Dizzy is perhaps the most tragic character in Starship Troopers. In the high school portion of the film, she’s a hopeless romantic pursuing Rico. She only joins the military because of her feelings towards him that tragically go unrequited. As the story progresses the bond between the two grows and eventually they do sleep together and confess feelings. Shortly thereafter, Dizzy is tragically killed in a battle against the Bugs. Rico oversees her funeral as the acting commanding officer in the wake of Rasczak’s death. Despite his previous feelings, her funeral ceremony is mostly devoid of emotion and passion. She’s just another casualty in a long line of suffering. Rico doesn’t have a moment later where the full weight of her death hits him, he instead laser focuses on wiping out the bugs, speaking the same violent rhetoric Rasczak had previously. Dizzy is an example of how humanity is lost in the fascist war machine. Deaths at best are just seen as statistics and at worst are seen as glorious sacrifices for the good of the state. She lived a tragic life cut short by a brutal war outside of her control, and she didn’t even receive the type of respect she deserved in death.

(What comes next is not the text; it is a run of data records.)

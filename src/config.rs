//! Runtime configuration.
//!
//! Raw option values arrive as a [`ConfigInput`] (normally filled in by the
//! command line parser) and are turned into a validated [`Config`] by
//! [`Config::validate`]. Every problem found is reported at once, so the
//! operator can fix the whole command line in one go.

use std::{
    net::{IpAddr, Ipv4Addr, SocketAddr},
    path::PathBuf,
    time::Duration,
};

use url::Url;

use crate::error::{Error, Result};

pub const DEFAULT_SERVER_PORT: u16 = 17823;
pub const DEFAULT_TOKEN_TTL: u64 = 120;
/// Upper bound for `--token-ttl`, one day.
pub const MAX_TOKEN_TTL: u64 = 86_400;
pub const DEFAULT_TIMEOUT: Duration = Duration::from_secs(30);

/// Where the signing key (and certificate, if any) is loaded from.
#[derive(Debug, Clone, PartialEq, Eq)]
pub enum IdentitySource {
    /// PEM encoded certificate chain and private key. Both may live in the
    /// same file.
    Pem {
        certificate: PathBuf,
        private_key: PathBuf,
    },
    /// PKCS#12 keystore holding a certificate chain and its private key.
    Pkcs12 { path: PathBuf, password: String },
    /// RSA private key in JSON Web Key format, for pre-registered clients.
    Jwk { path: PathBuf },
}

/// Which grant the process performs, fixed at startup.
#[derive(Debug, Clone, Copy, PartialEq, Eq)]
pub enum Mode {
    /// Fetch one token with the JWT bearer grant and exit.
    OneShot,
    /// Serve JWT bearer tokens over local HTTP.
    Server,
    /// Log a person in through the browser and serve authorization code
    /// tokens over local HTTP.
    Person,
}

impl Mode {
    pub fn serves_http(self) -> bool {
        !matches!(self, Mode::OneShot)
    }
}

/// Unvalidated option values.
#[derive(Debug, Clone, Default)]
pub struct ConfigInput {
    pub certificate: Option<PathBuf>,
    pub private_key: Option<PathBuf>,
    pub keystore_path: Option<PathBuf>,
    pub keystore_password: Option<String>,
    pub jwk_path: Option<PathBuf>,
    pub kid: Option<String>,
    pub client_id: Option<String>,
    pub audience: Option<String>,
    pub resource: Option<String>,
    /// Comma separated, as given on the command line.
    pub scopes: Option<String>,
    pub token_endpoint: Option<String>,
    pub authorize_endpoint: Option<String>,
    pub token_ttl: Option<u64>,
    pub consumer_org: Option<String>,
    pub server_mode: bool,
    pub person_mode: bool,
    pub bind: Option<IpAddr>,
    pub server_port: Option<u16>,
    pub timeout: Option<Duration>,
}

#[derive(Debug, Clone)]
pub struct Config {
    pub identity: IdentitySource,
    /// Client id, used as `iss` and `sub` of the assertion.
    pub client_id: String,
    pub audience: String,
    pub resource: Option<String>,
    /// Space separated scope list.
    pub scopes: String,
    pub token_endpoint: Url,
    pub authorize_endpoint: Option<Url>,
    pub token_ttl: u64,
    pub kid: Option<String>,
    pub consumer_org: Option<String>,
    pub mode: Mode,
    pub bind: IpAddr,
    pub server_port: u16,
    pub timeout: Duration,
}

impl Config {
    /// Check the raw input and build a configuration from it.
    pub fn validate(input: ConfigInput) -> Result<Self> {
        let mut problems = Vec::new();

        let identity = match identity_source(&input) {
            Ok(identity) => Some(identity),
            Err(problem) => {
                problems.push(problem);
                None
            }
        };

        let client_id = required(input.client_id, "--client-id", &mut problems);
        let audience = required(input.audience, "--audience", &mut problems);
        let scopes = required(input.scopes, "--scopes", &mut problems).map(|s| join_scopes(&s));
        if matches!(scopes.as_deref(), Some("")) {
            problems.push("--scopes must name at least one scope".to_string());
        }

        let token_endpoint = required(input.token_endpoint, "--token-endpoint", &mut problems)
            .and_then(|raw| parse_url(&raw, "--token-endpoint", &mut problems));

        let mode = if input.person_mode {
            Mode::Person
        } else if input.server_mode {
            Mode::Server
        } else {
            Mode::OneShot
        };

        let authorize_endpoint = match input.authorize_endpoint {
            Some(raw) => parse_url(&raw, "--authorize-endpoint", &mut problems),
            None => {
                if mode == Mode::Person {
                    problems.push("Person mode requires --authorize-endpoint".to_string());
                }
                None
            }
        };

        let token_ttl = input.token_ttl.unwrap_or(DEFAULT_TOKEN_TTL);
        if token_ttl == 0 {
            problems.push("--token-ttl must be greater than zero".to_string());
        } else if token_ttl > MAX_TOKEN_TTL {
            problems.push(format!("--token-ttl must be at most {MAX_TOKEN_TTL} seconds"));
        }

        if !problems.is_empty() {
            return Err(Error::Configuration(problems.join("; ")));
        }

        // All required values are present once no problems were recorded.
        let (
            Some(identity),
            Some(client_id),
            Some(audience),
            Some(scopes),
            Some(token_endpoint),
        ) = (identity, client_id, audience, scopes, token_endpoint)
        else {
            return Err(Error::Configuration("Incomplete configuration".to_string()));
        };

        Ok(Config {
            identity,
            client_id,
            audience,
            resource: non_empty(input.resource),
            scopes,
            token_endpoint,
            authorize_endpoint,
            token_ttl,
            kid: non_empty(input.kid),
            consumer_org: non_empty(input.consumer_org),
            mode,
            bind: input.bind.unwrap_or(IpAddr::V4(Ipv4Addr::LOCALHOST)),
            server_port: input.server_port.unwrap_or(DEFAULT_SERVER_PORT),
            timeout: input.timeout.unwrap_or(DEFAULT_TIMEOUT),
        })
    }

    /// Address the token server listens on.
    pub fn listen_addr(&self) -> SocketAddr {
        SocketAddr::new(self.bind, self.server_port)
    }

    /// Redirect target registered for the person login.
    pub fn redirect_uri(&self) -> String {
        redirect_uri_for_port(self.server_port)
    }
}

pub fn redirect_uri_for_port(port: u16) -> String {
    format!("http://localhost:{port}/response")
}

/// Turn `a,b, c` into `a b c`.
pub fn join_scopes(raw: &str) -> String {
    raw.split(',')
        .map(str::trim)
        .filter(|s| !s.is_empty())
        .collect::<Vec<_>>()
        .join(" ")
}

fn identity_source(input: &ConfigInput) -> std::result::Result<IdentitySource, String> {
    let selected = [
        input.certificate.is_some(),
        input.keystore_path.is_some(),
        input.jwk_path.is_some(),
    ]
    .iter()
    .filter(|s| **s)
    .count();

    if selected != 1 {
        return Err(
            "Requires exactly one of --certificate, --keystore-path or --jwk-path".to_string(),
        );
    }

    if let Some(certificate) = &input.certificate {
        // The key may be bundled with the certificate.
        let private_key = input
            .private_key
            .clone()
            .unwrap_or_else(|| certificate.clone());
        return Ok(IdentitySource::Pem {
            certificate: certificate.clone(),
            private_key,
        });
    }

    if let Some(path) = &input.keystore_path {
        let password = input
            .keystore_password
            .clone()
            .ok_or_else(|| "--keystore-path requires --keystore-password".to_string())?;
        return Ok(IdentitySource::Pkcs12 {
            path: path.clone(),
            password,
        });
    }

    match &input.jwk_path {
        Some(path) => Ok(IdentitySource::Jwk { path: path.clone() }),
        None => Err("No signing identity configured".to_string()),
    }
}

fn required(value: Option<String>, flag: &str, problems: &mut Vec<String>) -> Option<String> {
    match non_empty(value) {
        Some(value) => Some(value),
        None => {
            problems.push(format!("Requires {flag}"));
            None
        }
    }
}

fn parse_url(raw: &str, flag: &str, problems: &mut Vec<String>) -> Option<Url> {
    match Url::parse(raw) {
        Ok(url) => Some(url),
        Err(e) => {
            problems.push(format!("Invalid {flag} '{raw}': {e}"));
            None
        }
    }
}

fn non_empty(value: Option<String>) -> Option<String> {
    value.filter(|v| !v.trim().is_empty())
}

When Starship Troopers initially released, it was met with criticism from some audiences saying that it was glorifying the fascism on display. Looking at it from a very surface level, it could be easy to make that assumption, even with the incredibly over the top propaganda pieces that play throughout the film. One must look at it through a satirical lens to see what Verhoeven was going for. He described the message of the film being “war makes fascists of us all” and that certainly rings true for all the characters in this story. You’re not supposed to see these characters as heroes, but instead as either monsters or victims of the system.
Perhaps the reason the satire was difficult for some to read is that we’re numb to it. There are countless war movies that do glorify warfare and aspects of fascism, and many people to this day still see war as some sort of glorious quest. The tenets of fascism are much more present within the United States than most would care to admit, and so much media out there glorifies it that it becomes hard for some people to recognize it being satirized. Starship Troopers nowadays has a cult following and one can only hope that as more people see it, they recognize the horrors of its world and see the real world connections it has. Despite this, there are still many who see the film as nothing more than a fun action movie and refuse to look beneath the surface. Starship Troopers depicts a world of fascism and a cult of death, and we the audience must take it as a constant reminder of what to avoid.